TASK:
Run through the data and copy out every line that mentions the word "should".

SOURCE RECORDS:
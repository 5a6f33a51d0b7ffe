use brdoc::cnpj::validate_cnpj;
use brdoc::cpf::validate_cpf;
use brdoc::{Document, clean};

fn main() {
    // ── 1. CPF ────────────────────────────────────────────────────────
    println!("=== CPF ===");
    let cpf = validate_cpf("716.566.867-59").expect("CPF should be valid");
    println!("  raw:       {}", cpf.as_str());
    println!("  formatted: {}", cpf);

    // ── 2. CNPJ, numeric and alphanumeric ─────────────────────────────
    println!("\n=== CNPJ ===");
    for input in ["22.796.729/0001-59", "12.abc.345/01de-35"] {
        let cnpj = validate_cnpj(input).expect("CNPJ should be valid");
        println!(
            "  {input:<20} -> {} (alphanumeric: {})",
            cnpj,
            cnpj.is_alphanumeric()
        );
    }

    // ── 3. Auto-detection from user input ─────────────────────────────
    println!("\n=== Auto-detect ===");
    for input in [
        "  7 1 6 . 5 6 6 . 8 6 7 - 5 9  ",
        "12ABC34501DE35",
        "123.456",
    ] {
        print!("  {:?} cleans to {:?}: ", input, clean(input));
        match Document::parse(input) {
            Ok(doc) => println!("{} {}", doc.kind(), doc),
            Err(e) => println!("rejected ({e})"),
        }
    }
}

* * *

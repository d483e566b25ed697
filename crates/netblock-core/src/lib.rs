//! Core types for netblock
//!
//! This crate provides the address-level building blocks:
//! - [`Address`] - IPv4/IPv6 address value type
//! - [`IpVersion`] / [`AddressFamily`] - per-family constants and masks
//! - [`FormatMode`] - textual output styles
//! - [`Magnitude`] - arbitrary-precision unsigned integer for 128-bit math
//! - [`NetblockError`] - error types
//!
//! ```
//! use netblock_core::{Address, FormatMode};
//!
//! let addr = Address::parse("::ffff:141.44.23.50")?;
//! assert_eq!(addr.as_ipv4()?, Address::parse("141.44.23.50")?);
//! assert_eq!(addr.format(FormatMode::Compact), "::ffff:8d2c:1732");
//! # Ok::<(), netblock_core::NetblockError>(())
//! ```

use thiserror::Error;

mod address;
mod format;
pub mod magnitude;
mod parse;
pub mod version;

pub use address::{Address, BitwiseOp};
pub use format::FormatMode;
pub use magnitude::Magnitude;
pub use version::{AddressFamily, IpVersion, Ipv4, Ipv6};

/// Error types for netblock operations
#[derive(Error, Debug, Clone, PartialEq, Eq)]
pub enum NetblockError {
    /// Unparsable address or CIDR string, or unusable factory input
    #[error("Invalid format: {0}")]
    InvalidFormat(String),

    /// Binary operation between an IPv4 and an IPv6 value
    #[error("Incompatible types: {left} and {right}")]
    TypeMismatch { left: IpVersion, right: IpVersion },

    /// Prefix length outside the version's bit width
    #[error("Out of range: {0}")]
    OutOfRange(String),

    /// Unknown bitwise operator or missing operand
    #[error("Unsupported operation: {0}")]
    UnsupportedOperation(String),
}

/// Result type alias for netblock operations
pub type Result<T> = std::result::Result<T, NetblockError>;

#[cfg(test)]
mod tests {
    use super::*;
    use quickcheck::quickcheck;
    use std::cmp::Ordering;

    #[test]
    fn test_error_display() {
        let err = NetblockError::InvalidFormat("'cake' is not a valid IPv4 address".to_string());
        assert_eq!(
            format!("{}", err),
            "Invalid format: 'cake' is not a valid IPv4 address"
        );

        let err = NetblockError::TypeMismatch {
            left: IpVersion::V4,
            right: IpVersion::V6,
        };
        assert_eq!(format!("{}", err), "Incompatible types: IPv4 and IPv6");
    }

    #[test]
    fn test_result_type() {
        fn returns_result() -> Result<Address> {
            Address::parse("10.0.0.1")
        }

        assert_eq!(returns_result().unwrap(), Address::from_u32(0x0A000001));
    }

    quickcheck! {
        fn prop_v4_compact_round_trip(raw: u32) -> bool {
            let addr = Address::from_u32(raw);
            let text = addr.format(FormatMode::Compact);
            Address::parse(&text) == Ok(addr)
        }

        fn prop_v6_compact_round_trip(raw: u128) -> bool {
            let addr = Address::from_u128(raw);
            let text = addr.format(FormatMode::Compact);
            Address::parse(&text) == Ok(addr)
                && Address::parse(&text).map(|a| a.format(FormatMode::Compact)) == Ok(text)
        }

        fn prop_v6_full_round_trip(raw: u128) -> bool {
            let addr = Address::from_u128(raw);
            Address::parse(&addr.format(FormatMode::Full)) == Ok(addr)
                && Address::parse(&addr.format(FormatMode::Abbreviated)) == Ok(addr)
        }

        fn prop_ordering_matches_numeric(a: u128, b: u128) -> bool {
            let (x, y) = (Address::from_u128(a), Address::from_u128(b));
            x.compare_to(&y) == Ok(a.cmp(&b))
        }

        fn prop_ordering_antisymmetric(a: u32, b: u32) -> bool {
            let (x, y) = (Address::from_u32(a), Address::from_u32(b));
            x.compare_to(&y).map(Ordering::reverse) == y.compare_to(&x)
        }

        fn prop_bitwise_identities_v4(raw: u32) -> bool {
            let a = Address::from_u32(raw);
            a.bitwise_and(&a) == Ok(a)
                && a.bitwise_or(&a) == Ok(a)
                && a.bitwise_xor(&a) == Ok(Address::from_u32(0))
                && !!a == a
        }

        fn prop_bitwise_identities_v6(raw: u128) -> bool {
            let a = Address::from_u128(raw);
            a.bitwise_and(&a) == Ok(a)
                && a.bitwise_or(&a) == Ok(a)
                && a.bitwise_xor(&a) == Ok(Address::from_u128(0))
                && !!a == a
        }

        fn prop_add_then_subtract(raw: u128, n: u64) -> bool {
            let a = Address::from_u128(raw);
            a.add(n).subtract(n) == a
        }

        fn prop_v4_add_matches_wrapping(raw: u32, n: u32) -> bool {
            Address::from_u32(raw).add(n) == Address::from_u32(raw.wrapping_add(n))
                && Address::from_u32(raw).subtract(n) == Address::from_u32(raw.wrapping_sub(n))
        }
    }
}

FINISHED EXERCISE:
    let cpf = validate_cpf("716.566.867-59").expect("CPF should be valid");
        let cnpj = validate_cnpj(input).expect("CNPJ should be valid");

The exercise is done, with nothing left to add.